Serpentine Gallery Pavilion 2010



Serpentine Gallery Pavilion 2010 in London, England by Jean Nouvel

Photographs are by Philippe Ruault.

Summer is the season for temporary pavilions focused on architectural experimentation. MoMA P.S.1's courtyard installation (the 11th in the Young Architects Program) "Pole Dance" opened its short run about a month ago. Last month also saw the opening of the Serpentine Gallery Pavilion in London's Hyde Park. Designed by Jean Nouvel, the 2010 pavilion is the Gallery's 10th commission, and it also marks the 40th anniversary of the Serpentine Gallery, "one of London's best-loved galleries for modern and contemporary art."

The Pavilion "has become an international site for architectural experimentation and follows a long tradition of Pavilions by some of the world’s greatest architects," including Frank Gehry, Zaha Hadid, Rem Koolhaas, Daniel Libeskind, Toyo Ito, SANAA, and others. It's certainly a who's-who list of today's starchitects, making the Pavilion basically architectural experimentation by architects who experiment. Freed from that darn hindrance called function (minus sitting and gathering), the architects are able to pursue whatever strikes their fancy. Here Nouvel is enamored with red.

A quick glance at Nouvel's design in project form reminded me of his Brembo Research Office in Italy.
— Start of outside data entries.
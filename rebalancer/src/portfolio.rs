//! Per-exchange portfolio: balances, holding weights, and the available
//! base-asset budget for a given buy. One [`Portfolio`] wraps one
//! [`ExchangeAdapter`] and is shared across that exchange's per-asset
//! worker threads.

use std::collections::HashMap;
use std::sync::{Arc, Mutex};

use rebalancer_core::config::ExchangeConfig;
use rebalancer_core::types::{LimitOrderStrategy, Market, Side};
use rebalancer_exchange::ExchangeAdapter;
use rust_decimal::Decimal;
use serde::Serialize;

use crate::audit::AuditLog;
use crate::engine::WorkerRegistry;
use crate::error::{Error, Result};
use crate::notify::Notifier;

/// `amount > min_amount OR cost > 1.2 * min_cost` — the minimum-size
/// gate applied to both the buy and sell paths of `send_order`.
const MIN_COST_SLACK: Decimal = Decimal::from_parts(12, 0, 0, false, 1); // 1.2

/// Quote assets excluded from the holding-weight and balance-report
/// computations — cash, not a position to rebalance.
const STABLECOINS: [&str; 4] = ["USDT", "BUSD", "USD", "THB"];

const NEAR_ZERO_BALANCE: Decimal = Decimal::from_parts(5, 0, 0, false, 5); // 0.00005
const NEAR_ZERO_VALUE: Decimal = Decimal::ONE;

#[derive(Debug, Clone, Serialize)]
pub struct AssetBalance {
    pub amount: Decimal,
    pub price: Decimal,
    pub value: Decimal,
    pub weight: Option<Decimal>,
}

#[derive(Debug, Clone, Serialize)]
pub struct PortfolioBalance {
    pub base_asset: String,
    pub base_amount: Decimal,
    pub assets: HashMap<String, AssetBalance>,
    pub total: Decimal,
}

struct HoldingState {
    weight: HashMap<String, Decimal>,
    total_weight: Decimal,
}

pub struct Portfolio {
    exchange_name: String,
    adapter: Arc<dyn ExchangeAdapter>,
    base_asset: String,
    universe: Vec<String>,
    fee: Decimal,
    markets: HashMap<String, Market>,
    allocation: HashMap<String, Decimal>,
    holding: Mutex<HoldingState>,
    workers: Arc<WorkerRegistry>,
}

impl Portfolio {
    pub fn new(exchange_name: &str, adapter: Arc<dyn ExchangeAdapter>, config: &ExchangeConfig) -> Result<Self> {
        let markets = adapter.load_markets()?;
        let weight = Decimal::ONE / Decimal::from(config.universe.len().max(1) as u64);
        let allocation = config
            .universe
            .iter()
            .map(|asset| (asset.clone(), weight))
            .collect();

        Ok(Self {
            exchange_name: exchange_name.to_string(),
            adapter,
            base_asset: config.base_asset.clone(),
            universe: config.universe.clone(),
            fee: config.fee,
            markets,
            allocation,
            holding: Mutex::new(HoldingState {
                weight: HashMap::new(),
                total_weight: Decimal::ZERO,
            }),
            workers: Arc::new(WorkerRegistry::new()),
        })
    }

    pub fn exchange_name(&self) -> &str {
        &self.exchange_name
    }

    pub fn base_asset(&self) -> &str {
        &self.base_asset
    }

    pub fn universe(&self) -> &[String] {
        &self.universe
    }

    pub fn fee(&self) -> Decimal {
        self.fee
    }

    pub fn adapter(&self) -> &Arc<dyn ExchangeAdapter> {
        &self.adapter
    }

    pub fn symbol_for(&self, asset: &str) -> String {
        Market::canonical_symbol(asset, &self.base_asset)
    }

    pub fn market(&self, asset: &str) -> Option<&Market> {
        self.markets.get(&self.symbol_for(asset))
    }

    pub fn min_trade_amount(&self, asset: &str) -> Result<(Decimal, Decimal)> {
        let symbol = self.symbol_for(asset);
        let market = self
            .markets
            .get(&symbol)
            .ok_or_else(|| Error::NotInUniverse { asset: asset.to_string() })?;
        Ok((market.min_amount, market.min_cost))
    }

    pub fn price(&self, asset: &str) -> Result<Decimal> {
        Ok(self.adapter.fetch_ticker(&self.symbol_for(asset))?)
    }

    /// Last price for every asset in `assets`, fetched in one batched
    /// `FetchTickers` round trip rather than one call per asset. An
    /// asset missing from the adapter's response (symbol delisted,
    /// exchange omitted it) is simply absent from the returned map —
    /// callers skip it rather than treating it as zero.
    fn prices_for(&self, assets: &[String]) -> Result<HashMap<String, Decimal>> {
        let symbols: Vec<String> = assets.iter().map(|a| self.symbol_for(a)).collect();
        let by_symbol = self.adapter.fetch_tickers(&symbols)?;
        Ok(assets
            .iter()
            .filter_map(|asset| by_symbol.get(&self.symbol_for(asset)).map(|p| (asset.clone(), *p)))
            .collect())
    }

    /// Recomputes holding weights for every asset in the universe from
    /// fresh balances and prices.
    pub fn compute_holding_weight(&self) -> Result<()> {
        let base_balance = self.balance_of(&self.base_asset)?;
        let prices = self.prices_for(&self.universe)?;
        let mut total_asset_value = base_balance;
        let mut market_value = HashMap::new();

        for asset in &self.universe {
            let balance = self.balance_of(asset)?;
            let price = prices.get(asset).copied().unwrap_or(Decimal::ZERO);
            let value = balance * price;
            market_value.insert(asset.clone(), value);
            total_asset_value += value;
        }

        let mut holding = self.holding.lock().unwrap();
        holding.total_weight = Decimal::ZERO;
        for (asset, value) in market_value {
            let w = if total_asset_value > Decimal::ZERO {
                value / total_asset_value
            } else {
                Decimal::ZERO
            };
            holding.weight.insert(asset, w);
            holding.total_weight += w;
        }
        Ok(())
    }

    fn balance_of(&self, asset: &str) -> Result<Decimal> {
        let balances = self.adapter.fetch_balance()?;
        Ok(balances.get(asset).map(|b| b.free).unwrap_or(Decimal::ZERO))
    }

    /// Base-asset budget available to buy `asset` right now: zero once
    /// the asset is already at or above its target allocation, otherwise
    /// a share of idle base balance proportional to how under-allocated
    /// it is relative to the rest of the under-allocated universe.
    pub fn available_base_balance_for_asset(&self, asset: &str) -> Result<Decimal> {
        let target = *self
            .allocation
            .get(asset)
            .ok_or_else(|| Error::NotInUniverse { asset: asset.to_string() })?;

        let holding = self.holding.lock().unwrap();
        let current = holding.weight.get(asset).copied().unwrap_or(Decimal::ZERO);
        if current > target * Decimal::new(99, 2) {
            return Ok(Decimal::ZERO);
        }
        if target <= current {
            return Ok(Decimal::ZERO);
        }
        let available_weight = Decimal::ONE - holding.total_weight;
        drop(holding);

        let base_balance = self.balance_of(&self.base_asset)?;
        if available_weight <= Decimal::ZERO {
            return Ok(Decimal::ZERO);
        }
        let w = ((target - current) / available_weight).min(Decimal::ONE);
        Ok(w * base_balance)
    }

    /// A snapshot of current holdings, stripped of stablecoin cash
    /// positions and near-zero dust, for the `/balance` endpoint.
    pub fn get_portfolio_balance(&self) -> Result<PortfolioBalance> {
        if self.universe.len() > 1 {
            self.compute_holding_weight()?;
        }

        let balances = self.adapter.fetch_balance()?;
        let asset_list: Vec<String> = balances
            .keys()
            .filter(|a| !STABLECOINS.contains(&a.as_str()))
            .cloned()
            .collect();

        let base_amount = balances.get(&self.base_asset).map(|b| b.free).unwrap_or(Decimal::ZERO);
        let prices = self.prices_for(&asset_list)?;
        let mut total = base_amount;
        let mut assets = HashMap::new();
        let holding = self.holding.lock().unwrap();

        for asset in &asset_list {
            let Some(balance) = balances.get(asset) else { continue };
            let amount = if balance.free > NEAR_ZERO_BALANCE { balance.free } else { Decimal::ZERO };
            let Some(&price) = prices.get(asset) else { continue };
            let value = amount * price;
            if value < NEAR_ZERO_VALUE {
                continue;
            }
            let weight = if asset_list.len() > 1 {
                holding.weight.get(asset).copied()
            } else {
                None
            };
            assets.insert(asset.clone(), AssetBalance { amount, price, value, weight });
            total += value;
        }

        Ok(PortfolioBalance {
            base_asset: self.base_asset.clone(),
            base_amount,
            assets,
            total,
        })
    }

    /// Stops every worker this portfolio is currently running. Called
    /// once, from `main`'s shutdown handler.
    pub fn shutdown(&self, notifier: &dyn Notifier) {
        self.workers.stop_all(notifier);
    }

    /// The gate: stops any worker already running for `asset`, sweeps
    /// its resting orders, sizes a fresh order against the current
    /// minimums, and — if it clears them — launches a new worker.
    /// Returns `Ok(())` both when a worker is launched and when the
    /// signal is silently dropped for being under the minimum; only a
    /// malformed asset or an adapter failure is an `Err`.
    pub fn send_order(
        self: &Arc<Self>,
        audit: &Arc<AuditLog>,
        notifier: &Arc<dyn Notifier>,
        asset: &str,
        side: Side,
        strategy: LimitOrderStrategy,
        weights: &[Decimal],
    ) -> Result<()> {
        let _ = crate::audit::webhook_received(audit, &self.exchange_name, asset, &side.to_string());

        self.workers.stop_existing(asset, notifier.as_ref());
        crate::engine::cancel_open_orders(self, asset, side);

        match side {
            Side::Buy => self.send_buy_order(audit, notifier, asset, strategy, weights),
            Side::Sell => self.send_sell_order(audit, notifier, asset, strategy, weights),
        }
    }

    fn send_buy_order(
        self: &Arc<Self>,
        audit: &Arc<AuditLog>,
        notifier: &Arc<dyn Notifier>,
        asset: &str,
        strategy: LimitOrderStrategy,
        weights: &[Decimal],
    ) -> Result<()> {
        if !self.universe.iter().any(|a| a == asset) {
            return Err(Error::NotInUniverse { asset: asset.to_string() });
        }
        if self.universe.len() > 1 {
            self.compute_holding_weight()?;
        }

        let base_budget = self.available_base_balance_for_asset(asset)? * (Decimal::ONE - self.fee);
        let price = self.price(asset)?;
        let asset_amount = if price.is_zero() { Decimal::ZERO } else { base_budget / price };
        let (min_amount, min_cost) = self.min_trade_amount(asset)?;

        if asset_amount <= min_amount && base_budget <= min_cost * MIN_COST_SLACK {
            notifier.notify(&format!(
                "{asset}: buy budget {base_budget} {} is below the exchange minimum, skipping",
                self.base_asset
            ));
            let _ = crate::audit::order_size_too_low(audit, &self.symbol_for(asset), "buy");
            return Ok(());
        }

        crate::engine::spawn_worker(
            self.workers.clone(),
            self.clone(),
            audit.clone(),
            notifier.clone(),
            asset.to_string(),
            Side::Buy,
            base_budget,
            strategy,
            weights.to_vec(),
        );
        Ok(())
    }

    fn send_sell_order(
        self: &Arc<Self>,
        audit: &Arc<AuditLog>,
        notifier: &Arc<dyn Notifier>,
        asset: &str,
        strategy: LimitOrderStrategy,
        weights: &[Decimal],
    ) -> Result<()> {
        let available = self.balance_of(asset)?;
        let price = self.price(asset)?;
        let cost = available * price;
        let (min_amount, min_cost) = self.min_trade_amount(asset)?;

        if available <= min_amount && cost <= min_cost * MIN_COST_SLACK {
            notifier.notify(&format!("{asset}: sell amount {available} is below the exchange minimum, skipping"));
            let _ = crate::audit::order_size_too_low(audit, &self.symbol_for(asset), "sell");
            return Ok(());
        }

        crate::engine::spawn_worker(
            self.workers.clone(),
            self.clone(),
            audit.clone(),
            notifier.clone(),
            asset.to_string(),
            Side::Sell,
            available,
            strategy,
            weights.to_vec(),
        );
        Ok(())
    }
}

#[cfg(test)]
mod tests {
    use super::*;
    use rebalancer_exchange::mock::MockExchange;
    use std::str::FromStr;

    fn dec(s: &str) -> Decimal {
        Decimal::from_str(s).unwrap()
    }

    fn config() -> ExchangeConfig {
        ExchangeConfig {
            base_asset: "USDT".to_string(),
            universe: vec!["BTC".to_string(), "ETH".to_string()],
            fee: dec("0.001"),
        }
    }

    fn built_portfolio() -> (Portfolio, Arc<MockExchange>) {
        let mock = Arc::new(MockExchange::new("mock"));
        mock.set_market(Market {
            symbol: "BTC/USDT".to_string(),
            base: "BTC".to_string(),
            quote: "USDT".to_string(),
            price_precision: dec("0.01"),
            amount_precision: 8,
            min_amount: dec("0.0001"),
            min_cost: dec("10"),
        });
        mock.set_market(Market {
            symbol: "ETH/USDT".to_string(),
            base: "ETH".to_string(),
            quote: "USDT".to_string(),
            price_precision: dec("0.01"),
            amount_precision: 8,
            min_amount: dec("0.001"),
            min_cost: dec("10"),
        });
        let portfolio = Portfolio::new("mock", mock.clone(), &config()).unwrap();
        (portfolio, mock)
    }

    #[test]
    fn equal_weight_allocation_is_one_over_universe_len() {
        let (portfolio, _mock) = built_portfolio();
        assert_eq!(*portfolio.allocation.get("BTC").unwrap(), dec("0.5"));
        assert_eq!(*portfolio.allocation.get("ETH").unwrap(), dec("0.5"));
    }

    #[test]
    fn available_base_is_error_for_unknown_asset() {
        let (portfolio, _mock) = built_portfolio();
        assert!(portfolio.available_base_balance_for_asset("DOGE").is_err());
    }

    #[test]
    fn portfolio_balance_excludes_stablecoins_and_dust() {
        let (portfolio, mock) = built_portfolio();
        mock.set_balance("USDT", rebalancer_core::types::Balance { free: dec("1000"), used: Decimal::ZERO });
        mock.set_balance("BTC", rebalancer_core::types::Balance { free: dec("0.01"), used: Decimal::ZERO });
        mock.set_order_book("BTC/USDT", vec![(dec("50000"), dec("1"))], vec![(dec("50001"), dec("1"))]);
        mock.set_order_book("ETH/USDT", vec![(dec("3000"), dec("1"))], vec![(dec("3001"), dec("1"))]);

        let balance = portfolio.get_portfolio_balance().unwrap();
        assert_eq!(balance.base_asset, "USDT");
        assert_eq!(balance.base_amount, dec("1000"));
        assert!(balance.assets.contains_key("BTC"));
        assert!(!balance.assets.contains_key("USDT"), "stablecoin must not appear as a held asset");
    }
}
A bright red wall stands out in the landscape along the Milan-Venice Highway in the Brembo project; in London every material and surface is rendered a single shade of red, allowing the Pavilion to stand out in its Hyde Park landscape. Press releases reference the design to the ubiquitous double-decker buses and phone booths in the city, but I don't see Nouvel going that route. I imagine Bernard Tschumi's Parc de la Villette as a reference, but I think the architect is basically just trying to immerse the visitor in an environment defined by color and light.

Nouvel calls it "The Red Sun Pavilion." He describes the design of lightweight structure with surfaces of fabric and plastic as "a red filter...A HAZE OF RED...RED EXPLODING AGAINST GREEN." Transparent red enclosures filter the Hyde Park surroundings, surfaces actually labeled "SKY" and "GREEN" in reference to the flattening of everything into one color. Under tents, even the green floor bleeds red in the right light. Like P.S.1's summer installation, Nouvel has created something about experience more than theory or (computer) process or form.